The event also recognized the Ontario Trillium Foundation's (OTF) support of the expansion of peer support and Vision Mate programs in the Greater Toronto Area. Raymond Cho, Minister for Seniors and Accessibility, along Justin Mooney, Chair of OTF’s Toronto Grant Review Team were there to congratulate the CNIB Foundation on the work being done with a $424,000 Grow grant awarded in 2017. 

Justin Mooney, Suzanne Decary-Van den Broek and Minister Raymond Cho pose in front of a CNIB branded backdrop. Suzanne is holding a plaque.
Justin Mooney (Ontario Trillium Fund), Suzanne Decary-Van den Broek (CNIB Foundation) and Minister Raymond Cho. 

“Congratulations to everyone who helped make this year’s walk such a success,” said Raymond Cho, Minister for Seniors and Accessibility. “Our government shares CNIB’s commitment to supporting people with disabilities find employment and fully participate in the economy and in their communities.”

The OTF grant is being used to help people who are blind or partially sighted develop strong connections in their community by expanding the Vision Mates and peer programs.

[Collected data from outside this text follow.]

// SPDX-FileCopyrightText: 2026 Mattia Egloff <mattia.egloff@pm.me>
//
// SPDX-License-Identifier: GPL-3.0-or-later

//! Multiplexed Resource
//!
//! Many concurrent request/response exchanges over one socket, in both
//! directions. Each [`Resource`] is a cheap handle to a driver task that
//! exclusively owns the socket, the table of pending outgoing requests, the
//! set of incoming requests still awaiting a response, and the id counter.
//!
//! # Lifecycle
//!
//! - `send_request` correlates a response to its request by id.
//! - `shutdown` refuses new work and closes once every outgoing and
//!   incoming request in flight has finished, or after the shutdown timeout.
//! - `close` is idempotent. Pending requests resolve with a synthetic
//!   status `-1` only after the socket confirms the close, or after the close
//!   grace window if it never does.
//! - The close event is published exactly once; see [`Resource::closed`].
//!
//! # Example
//!
//! ```ignore
//! use tether_core::network::{Resource, ResourceConfig, SendRequestOptions};
//!
//! let resource = Resource::new(socket, ResourceConfig::default(), None);
//! let response = resource
//!     .send_request(SendRequestOptions::new("GET", "/v1/profile"))
//!     .await?;
//! ```

use std::collections::{HashMap, HashSet, VecDeque};
use std::fmt;
use std::sync::atomic::{AtomicBool, Ordering};
use std::sync::Arc;
use std::time::Duration;

use futures::StreamExt;
use tokio::sync::{mpsc, oneshot, watch};
use tokio::time::Instant;
use tokio_util::time::{delay_queue, DelayQueue};
use tracing::{debug, info, warn};

use super::error::{NetworkError, NetworkResult};
use super::frame::{decode_frame, encode_frame, Frame, RequestFrame, ResponseFrame};
use super::keepalive::{self, KeepAliveConfig, KeepAliveHandle};
use super::transport::{
    SocketCommand, SocketEvent, SocketHandle, ABNORMAL_CLOSURE_CODE, NORMAL_DISCONNECT_CODE,
    UNEXPECTED_DISCONNECT_CODE,
};

/// Highest request id before the counter wraps back to 1.
pub const MAX_REQUEST_ID: u64 = 0x7fff_ffff;

/// Status sent back for incoming requests that arrive during shutdown.
pub const SHUTTING_DOWN_STATUS: u32 = 503;

/// Default ceiling on how long `shutdown` waits for incoming requests.
pub const DEFAULT_SHUTDOWN_TIMEOUT: Duration = Duration::from_secs(30);

/// Default time allowed for the peer to confirm a locally initiated close.
pub const DEFAULT_CLOSE_GRACE: Duration = Duration::from_secs(5);

/// Timed-out ids kept around so a late response is not a protocol violation.
const RETIRED_ID_CAPACITY: usize = 256;

/// Callback invoked on the driver task for every incoming request.
///
/// It must not block or panic; hand the request off and return. A panic
/// takes down the driver task, and aborts the process in release builds.
pub type IncomingRequestHandler = Arc<dyn Fn(IncomingRequest) + Send + Sync>;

Funds are being used to help with staffing, training, communications, developing program materials and purchasing equipment, as well as some administrative costs as well.

"This three-year funding by the Ontario Trillium Foundation has allowed us to grow programs to reduce isolation for people with sight loss in Toronto region," said Suzanne Decary-van den Broek, Executive Director, CNIB Foundation Ontario South (GTA).
Funds raised at CNIB Night Steps supports local programs and powerful advocacy that empower people impacted by blindness to live their dreams while tearing down barriers to inclusion. 

"From teaching participants how to unleash the power of technology – to making sure children and parents have the best school experience possible, these vital programs are emboldening people who are blind or partially sighted to lead independent, active lives, but we couldn't do it without your support," said Decary-van den Broek. "I'd like to thank everyone who participated; whether you registered for the walk, pledged a participant or sponsored the event, your support is truly making a difference."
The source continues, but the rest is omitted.